Зачисление мое во 2-й эскадрон носило характер формальный, ибо оно фактически меня никак не связывало с этим эскадроном и очень мало удаляло от 1-го эскадрона, и вот почему. Никаких строевых учений для всего эскадрона не происходило; низшие чины его, отбывшие первый год службы в особой «команде новобранцев» и прошедшие в ней основы кавалерийского обучения, общесолдатской грамоты и всей связанной с нею премудрости, начали нести повседневную работу «по нарядам». Так называлось назначение на очередной вызов какой-либо определённой конной или пешей команды по распоряжению, исходившему от градоначальника, у которого составлялся требуемый от дивизиона на такой-то день очередной наряд. Команды эти были обычно очень скромны по размеру.
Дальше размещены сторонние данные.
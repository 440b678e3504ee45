//! # DocuDB Core
//!
//! Schema-validated document store for DocuDB.
//!
//! This crate provides:
//! - [`Schema`]: typed field declarations with defaults, and validation
//! - [`DocumentRecord`]: one validated document with id and timestamps
//! - [`CollectionModel`]: record factory plus bulk lookups and deletes
//! - [`Database`]: explicit connection context shared by models
//!
//! Records live in a single `.json` store file per collection, managed by
//! `docudb_storage`.
//!
//! ## Example
//!
//! ```no_run
//! use docudb_core::{Database, Schema};
//! use serde_json::json;
//!
//! # async fn run() -> docudb_core::CoreResult<()> {
//! let db = Database::connect("notes.json").await?;
//! let notes = db.model(Schema::new(
//!     &json!({"title": {"type": "string", "required": true}}),
//!     &json!({"timestamps": true}),
//! )?);
//!
//! let mut note = notes.new_record(&json!({"title": "A"}))?;
//! note.save().await?;
//!
//! note.edit(&json!({"title": "B"}))?;
//! note.save().await?;
//!
//! let all = notes.find().await?;
//! assert_eq!(all[0]["title"], "B");
//! # Ok(())
//! # }
//! ```

#![deny(unsafe_code)]
#![warn(missing_docs)]

mod config;
mod database;
mod error;
mod id;
mod model;
mod record;
mod schema;
pub mod timestamp;

pub use config::Config;
pub use database::Database;
pub use error::{CoreError, CoreResult, ErrorKind};
pub use id::{RecordId, RANDOM_HEX_LEN};
pub use model::{CollectionModel, IntoIds};
pub use record::{DocumentRecord, CREATED_AT_KEY, ID_KEY, UPDATED_AT_KEY};
pub use schema::{
    Content, FieldSpec, FieldType, Schema, SchemaBuilder, SchemaOptions, RESERVED_FIELDS,
};

pub use docudb_storage::{LockRegistry, StorageConfig, StorageError, StorageHandler};

/// Crate version.
pub const VERSION: &str = env!("CARGO_PKG_VERSION");
//! Schema definition and validation.
//!
//! A [`Schema`] declares the fields a record carries, each with a type, a
//! required flag and an optional default, plus [`SchemaOptions`] for the
//! collection. Validation never mutates its input: it builds a new content
//! map holding exactly the declared fields, in declaration order.

mod field;
mod options;

pub use field::{FieldSpec, FieldType};
pub use options::SchemaOptions;

use crate::error::{CoreError, CoreResult};
use field::value_kind;
use serde_json::{Map, Value};

/// Record content: field name to value, in declaration order.
pub type Content = Map<String, Value>;

/// Field names reserved for record metadata.
pub const RESERVED_FIELDS: [&str; 3] = ["_id", "createdAt", "updatedAt"];

/// A compiled record schema.
///
/// Schemas are immutable once built, except for [`set_options`](Self::set_options).
/// [`Clone`] produces a fully independent copy.
///
/// # Example
///
/// ```
/// use docudb_core::Schema;
/// use serde_json::json;
///
/// let schema = Schema::new(
///     &json!({
///         "title": {"type": "string", "required": true},
///         "votes": {"type": "number", "default": 0}
///     }),
///     &json!({"timestamps": true}),
/// )
/// .unwrap();
///
/// let content = schema.validate(&json!({"title": "Hello"})).unwrap();
/// assert_eq!(content["votes"], json!(0));
///
/// assert!(schema.validate(&json!({"votes": 3})).is_err());
/// ```
#[derive(Debug, Clone, PartialEq)]
pub struct Schema {
    fields: Vec<(String, FieldSpec)>,
    options: SchemaOptions,
}

impl Schema {
    /// Compiles a schema from its JSON definition and options.
    ///
    /// `definition` maps field names to declarations (see
    /// [`FieldSpec::from_value`]). `options` may be `null`.
    ///
    /// # Errors
    ///
    /// Returns [`CoreError::Config`] if the definition is not a non-empty
    /// object, names a reserved field, holds a malformed declaration, or if
    /// the options are malformed.
    pub fn new(definition: &Value, options: &Value) -> CoreResult<Self> {
        let declarations = definition
            .as_object()
            .ok_or_else(|| CoreError::config("schema definition must be an object"))?;

        let fields = declarations
            .iter()
            .map(|(name, declaration)| {
                FieldSpec::from_value(name, declaration).map(|spec| (name.clone(), spec))
            })
            .collect::<CoreResult<Vec<_>>>()?;

        Self::from_parts(fields, SchemaOptions::from_value(options)?)
    }

    /// Starts building a schema field by field.
    #[must_use]
    pub fn builder() -> SchemaBuilder {
        SchemaBuilder::default()
    }

    fn from_parts(fields: Vec<(String, FieldSpec)>, options: SchemaOptions) -> CoreResult<Self> {
        if fields.is_empty() {
            return Err(CoreError::config("schema definition is empty"));
        }

        for (i, (name, spec)) in fields.iter().enumerate() {
            if RESERVED_FIELDS.contains(&name.as_str()) {
                return Err(CoreError::config(format!(
                    "field name `{name}` is reserved for record metadata"
                )));
            }
            if fields[..i].iter().any(|(other, _)| other == name) {
                return Err(CoreError::config(format!("field `{name}` is declared twice")));
            }
            spec.check(name)?;
        }

        Ok(Self { fields, options })
    }

    /// Validates `content` against the schema.
    ///
    /// Returns a new map with exactly the declared fields: present values are
    /// copied, absent optional fields take their default (or `null` when none
    /// is declared), undeclared keys are dropped. A `null` value counts as
    /// absent.
    ///
    /// # Errors
    ///
    /// Returns [`CoreError::InvalidContent`] if `content` is not an object and
    /// [`CoreError::Validation`] for the first missing required field or
    /// mistyped value.
    pub fn validate(&self, content: &Value) -> CoreResult<Content> {
        let input = content.as_object().ok_or_else(|| {
            CoreError::invalid_content(format!(
                "content must be an object, got {}",
                value_kind(content)
            ))
        })?;

        let mut output = Content::new();
        for (name, spec) in &self.fields {
            let value = match input.get(name).filter(|v| !v.is_null()) {
                Some(value) if spec.field_type().matches(value) => value.clone(),
                Some(value) => {
                    return Err(CoreError::validation(
                        name,
                        format!(
                            "expected {}, got {}",
                            spec.field_type(),
                            value_kind(value)
                        ),
                    ))
                }
                None if spec.is_required() => {
                    return Err(CoreError::validation(name, "field is required"))
                }
                None => spec.default().cloned().unwrap_or(Value::Null),
            };
            output.insert(name.clone(), value);
        }

        Ok(output)
    }

    /// Replaces the options.
    ///
    /// Recognized options missing from `options` reset to their defaults;
    /// unrecognized keys are ignored.
    ///
    /// # Errors
    ///
    /// Returns [`CoreError::Config`] if a recognized option has the wrong
    /// type. The current options are kept in that case.
    pub fn set_options(&mut self, options: &Value) -> CoreResult<()> {
        self.options = SchemaOptions::from_value(options)?;
        Ok(())
    }

    /// Returns a copy of the definition in its JSON form.
    #[must_use]
    pub fn definition(&self) -> Value {
        Value::Object(
            self.fields
                .iter()
                .map(|(name, spec)| (name.clone(), spec.to_value()))
                .collect(),
        )
    }

    /// Returns the options.
    #[must_use]
    pub fn options(&self) -> SchemaOptions {
        self.options
    }

    /// Returns true if records carry timestamps.
    #[must_use]
    pub fn timestamps(&self) -> bool {
        self.options.timestamps
    }

    /// Returns the declaration of `name`.
    #[must_use]
    pub fn field(&self, name: &str) -> Option<&FieldSpec> {
        self.fields
            .iter()
            .find(|(field, _)| field == name)
            .map(|(_, spec)| spec)
    }

    /// Iterates over the declared fields in declaration order.
    pub fn fields(&self) -> impl Iterator<Item = (&str, &FieldSpec)> {
        self.fields.iter().map(|(name, spec)| (name.as_str(), spec))
    }
}

/// Typed builder for a [`Schema`].
///
/// ```
/// use docudb_core::{FieldSpec, FieldType, Schema};
///
/// let schema = Schema::builder()
///     .field("title", FieldSpec::new(FieldType::String).required())
///     .field("tags", FieldSpec::new(FieldType::Array))
///     .timestamps(true)
///     .build()
///     .unwrap();
///
/// assert!(schema.timestamps());
/// ```
#[derive(Debug, Clone, Default)]
pub struct SchemaBuilder {
    fields: Vec<(String, FieldSpec)>,
    options: SchemaOptions,
}

impl SchemaBuilder {
    /// Declares a field. Declaration order is record field order.
    #[must_use]
    pub fn field(mut self, name: impl Into<String>, spec: FieldSpec) -> Self {
        self.fields.push((name.into(), spec));
        self
    }

    /// Sets whether records carry timestamps.
    #[must_use]
    pub fn timestamps(mut self, value: bool) -> Self {
        self.options.timestamps = value;
        self
    }

    /// Sets all options at once.
    #[must_use]
    pub fn options(mut self, options: SchemaOptions) -> Self {
        self.options = options;
        self
    }

    /// Builds the schema.
    ///
    /// # Errors
    ///
    /// Returns [`CoreError::Config`] for an empty, duplicated or reserved
    /// field list, or a default that does not match its field type.
    pub fn build(self) -> CoreResult<Schema> {
        Schema::from_parts(self.fields, self.options)
    }
}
Наряды же были чрезвычайно разнообразны по характеру; например, ежедневно посылали по несколько наиболее смышлёных пеших жандармов «торчать» (я не могу подобрать более подходящего выражения) около приёмных и в передних у видных лиц местной администрации; назначение их и служба представлялись весьма неопределёнными, и, кажется, главным образом они «украшали» собой то присутственное место, где находились. Каждый день довольно значительный наряд, конный и пеший, посылался к Императорским театрам, а в моё время их было три: Большой, Малый и Новый. В последнем, расположенном на той же Театральной площади, где находились Большой и Малый театры, давались драматические и оперные спектакли вперемежку. Дирекция Императорских театров, сняв этот театр и назвав его Новым Императорским театром, рассчитывала дать возможность молодым силам Большого и Малого театров показать себя на этой сцене. Новый театр, впрочем, успеха не имел и, протянув несколько убыточных лет, был закрыт[53]. На сцене этого театра часто выступал в небольших и лёгких операх начинавший тогда свою карьеру Леонид Собинов.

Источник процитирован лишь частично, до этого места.